Laughter radiates from her classroom as she lectures on Kegel exercises, strengthening exercises women do to tone pelvic muscles.

“You can do it any time,” says Shapiro. “I’m doing it right now.”

What brought this woman to choose a career as a sex educator?

She didn’t always know what she wanted to do. As an undergraduate, she majored in music at UCSB and UC Berkeley. She met her husband in college, joined him on his studies in Europe, and then became pregnant.

Shapiro says she became pregnant in part because she was never taught methods of avoiding pregnancy, and her sex education as a child was far from complete.

The couple then relocated to a small town in Kansas, where her interest in sexual education began. While pregnant with her second child, she realized it was a great time for her first child to learn how babies are made. Shapiro answered all of her children’s questions about sexuality.

As her kids grew up, she volunteered at Planned Parenthood, which eventually developed into a career.

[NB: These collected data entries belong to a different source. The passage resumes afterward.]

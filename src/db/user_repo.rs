// src/db/user_repo.rs

use sqlx::SqlitePool;

use crate::{
    common::{
        db_utils::{ensure_affected, WithEmployee, EMPLOYEE_COLUMNS},
        error::AppError,
    },
    models::user::{NewUser, User, UserChanges, DUPLICATE_ACCOUNT_MESSAGE, DUPLICATE_USERNAME_MESSAGE},
};

// O repositório de contas, responsável por todas as interações com a tabela 'users'
#[derive(Clone)]
pub struct UserRepository {
    pool: SqlitePool,
}

// O SQLite não expõe o nome da constraint; a coluna aparece na mensagem
// ("UNIQUE constraint failed: users.username").
fn map_user_unique_violation(e: sqlx::Error) -> AppError {
    if let sqlx::Error::Database(db_err) = &e {
        if db_err.is_unique_violation() {
            let message = db_err.message();
            return if message.contains("users.username") {
                AppError::UniqueConstraintViolation(DUPLICATE_USERNAME_MESSAGE.to_string())
            } else if message.contains("users.employee_id") {
                AppError::UniqueConstraintViolation(DUPLICATE_ACCOUNT_MESSAGE.to_string())
            } else {
                AppError::UniqueConstraintViolation(message.to_string())
            };
        }
    }
    e.into()
}

impl UserRepository {
    pub fn new(pool: SqlitePool) -> Self {
        Self { pool }
    }

    // Contas ordenadas pelo nome do funcionário
    pub async fn list_all(&self) -> Result<Vec<WithEmployee<User>>, AppError> {
        let sql = format!(
            r#"
            SELECT u.*, {EMPLOYEE_COLUMNS}
            FROM users u
            LEFT JOIN employees e ON e.id = u.employee_id
            ORDER BY e.last_name ASC, e.first_name ASC
            "#
        );
        let rows = sqlx::query_as::<_, WithEmployee<User>>(&sql)
            .fetch_all(&self.pool)
            .await?;
        Ok(rows)
    }

    pub async fn find_detail_by_id(&self, id: i64) -> Result<Option<WithEmployee<User>>, AppError> {
        let sql = format!(
            r#"
            SELECT u.*, {EMPLOYEE_COLUMNS}
            FROM users u
            LEFT JOIN employees e ON e.id = u.employee_id
            WHERE u.id = $1
            "#
        );
        let row = sqlx::query_as::<_, WithEmployee<User>>(&sql)
            .bind(id)
            .fetch_optional(&self.pool)
            .await?;
        Ok(row)
    }

    // Busca uma conta pelo seu ID
    pub async fn find_by_id(&self, id: i64) -> Result<Option<User>, AppError> {
        let maybe_user = sqlx::query_as::<_, User>("SELECT * FROM users WHERE id = $1")
            .bind(id)
            .fetch_optional(&self.pool)
            .await?;
        Ok(maybe_user)
    }

    pub async fn username_exists(
        &self,
        username: &str,
        exclude_id: Option<i64>,
    ) -> Result<bool, AppError> {
        let exists: bool = sqlx::query_scalar(
            "SELECT EXISTS(SELECT 1 FROM users WHERE username = $1 AND ($2 IS NULL OR id <> $2))",
        )
        .bind(username)
        .bind(exclude_id)
        .fetch_one(&self.pool)
        .await?;
        Ok(exists)
    }

    pub async fn employee_has_account(
        &self,
        employee_id: i64,
        exclude_id: Option<i64>,
    ) -> Result<bool, AppError> {
        let exists: bool = sqlx::query_scalar(
            "SELECT EXISTS(SELECT 1 FROM users WHERE employee_id = $1 AND ($2 IS NULL OR id <> $2))",
        )
        .bind(employee_id)
        .bind(exclude_id)
        .fetch_one(&self.pool)
        .await?;
        Ok(exists)
    }

    // Cria uma nova conta; a senha já chega hasheada.
    pub async fn create(&self, input: &NewUser) -> Result<User, AppError> {
        sqlx::query_as::<_, User>(
            r#"
            INSERT INTO users (employee_id, username, password_hash, role)
            VALUES ($1, $2, $3, $4)
            RETURNING *
            "#,
        )
        .bind(input.employee_id)
        .bind(&input.username)
        .bind(&input.password_hash)
        .bind(&input.role)
        .fetch_one(&self.pool)
        .await
        .map_err(map_user_unique_violation)
    }

    /// Sem hash novo, a senha atual é mantida.
    pub async fn update(&self, id: i64, input: &UserChanges) -> Result<User, AppError> {
        sqlx::query_as::<_, User>(
            r#"
            UPDATE users SET
                employee_id = $1,
                username = $2,
                password_hash = COALESCE($3, password_hash),
                role = $4
            WHERE id = $5
            RETURNING *
            "#,
        )
        .bind(input.employee_id)
        .bind(&input.username)
        .bind(input.password_hash.as_deref())
        .bind(&input.role)
        .bind(id)
        .fetch_optional(&self.pool)
        .await
        .map_err(map_user_unique_violation)?
        .ok_or(AppError::NotFound)
    }

    pub async fn exists(&self, id: i64) -> Result<bool, AppError> {
        let exists: bool = sqlx::query_scalar("SELECT EXISTS(SELECT 1 FROM users WHERE id = $1)")
            .bind(id)
            .fetch_one(&self.pool)
            .await?;
        Ok(exists)
    }

    pub async fn delete(&self, id: i64) -> Result<(), AppError> {
        let result = sqlx::query("DELETE FROM users WHERE id = $1")
            .bind(id)
            .execute(&self.pool)
            .await?;
        ensure_affected(result.rows_affected())
    }
}
//! Liquidity participation cap and size-scaled slippage.
//!
//! A trade may consume at most `max_participation` of an instrument's
//! trailing average daily traded value. Demand beyond the cap is simply not
//! executed that period (partial fill); slippage cost scales with how much
//! of the cap the executed notional consumes.

use serde::{Deserialize, Serialize};

#[derive(Debug, Clone, Copy, PartialEq, Serialize, Deserialize)]
pub struct LiquidityModel {
    /// Maximum fraction of trailing ADV a single trade may consume.
    pub max_participation: f64,
    /// Slippage at full cap utilization, as a fraction of executed notional.
    pub base_slippage: f64,
    /// Trailing window (observations) for the ADV estimate.
    pub adv_window: usize,
}

impl Default for LiquidityModel {
    fn default() -> Self {
        Self {
            max_participation: 0.10,
            base_slippage: 0.0005,
            adv_window: 20,
        }
    }
}

/// Outcome of pushing one desired trade through the liquidity model.
#[derive(Debug, Clone, Copy, PartialEq)]
pub struct ExecutedTrade {
    pub desired_notional: f64,
    pub executed_notional: f64,
    pub slippage_cost: f64,
    /// True when the participation cap truncated the trade.
    pub capped: bool,
}

impl LiquidityModel {
    pub fn frictionless() -> Self {
        Self {
            max_participation: 1.0,
            base_slippage: 0.0,
            adv_window: 20,
        }
    }

    /// Execute a desired (unsigned) notional against an ADV estimate.
    ///
    /// `adv = None` means no volume data exists for the instrument: the trade
    /// is unconstrained and slippage-free by the explicit zero-result rule.
    /// An ADV of zero means no liquidity at all — nothing executes.
    pub fn execute(&self, desired_notional: f64, adv: Option<f64>) -> ExecutedTrade {
        debug_assert!(desired_notional >= 0.0);

        let Some(adv) = adv else {
            return ExecutedTrade {
                desired_notional,
                executed_notional: desired_notional,
                slippage_cost: 0.0,
                capped: false,
            };
        };

        let cap = adv * self.max_participation;
        if cap <= 0.0 {
            return ExecutedTrade {
                desired_notional,
                executed_notional: 0.0,
                slippage_cost: 0.0,
                capped: desired_notional > 0.0,
            };
        }

        let executed = desired_notional.min(cap);
        let utilization = (executed / cap).min(1.0);
        ExecutedTrade {
            desired_notional,
            executed_notional: executed,
            slippage_cost: executed * self.base_slippage * utilization,
            capped: desired_notional > cap,
        }
    }
}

When her kids went off to college she was admitted to the University of Kansas social work program, an eight-hour commute from her home. At first she had doubts about going back to school at age 52, but then an encouraging friend made her realize that she would be 56 in four years anyways, with or without a degree.

What was it like working at Planned Parenthood in a town that was 70 percent Catholic? Shapiro faced opposition, hate mail, and threatening phone calls.

At one time, Right to Life protestors paraded outside the clinic with a bloody baby doll dangling from a six-foot tall crucifix. They shook it at every car that passed, even though they didn’t perform one abortion at that clinic.

Shapiro never questioned her choice of work. She felt gratified making a difference in people’s lives by helping to educate them.

She said that some of the kids and parents she worked with were surprised that “you don’t get struck by lightning if you ask about a penis.”

Shapiro wanted to be somebody who made things happen, rather than standing back and letting things happen to her.

When Shapiro first began work at Planned Parenthood, people appreciated her openness about sex. Today, many of her students believe the way in which she talks about sex makes the situation comfortable. She is honest and humorous in her treatment of a sensitive subject.

“If you’re ramming really hard, it probably hurts her,” she explains, slapping her fist into her other hand for emphasis.

Although Shapiro seems to know she is a talented educator, she remains humble.

“I enjoy being an advocate in a controversial field because I know I’m needed,” Shapiro says.

“If I don’t speak up for these rights, who will? This was definitely true in the Bible Belt. Here in California, it’s not so special. Everyone and their uncle is a sex educator.”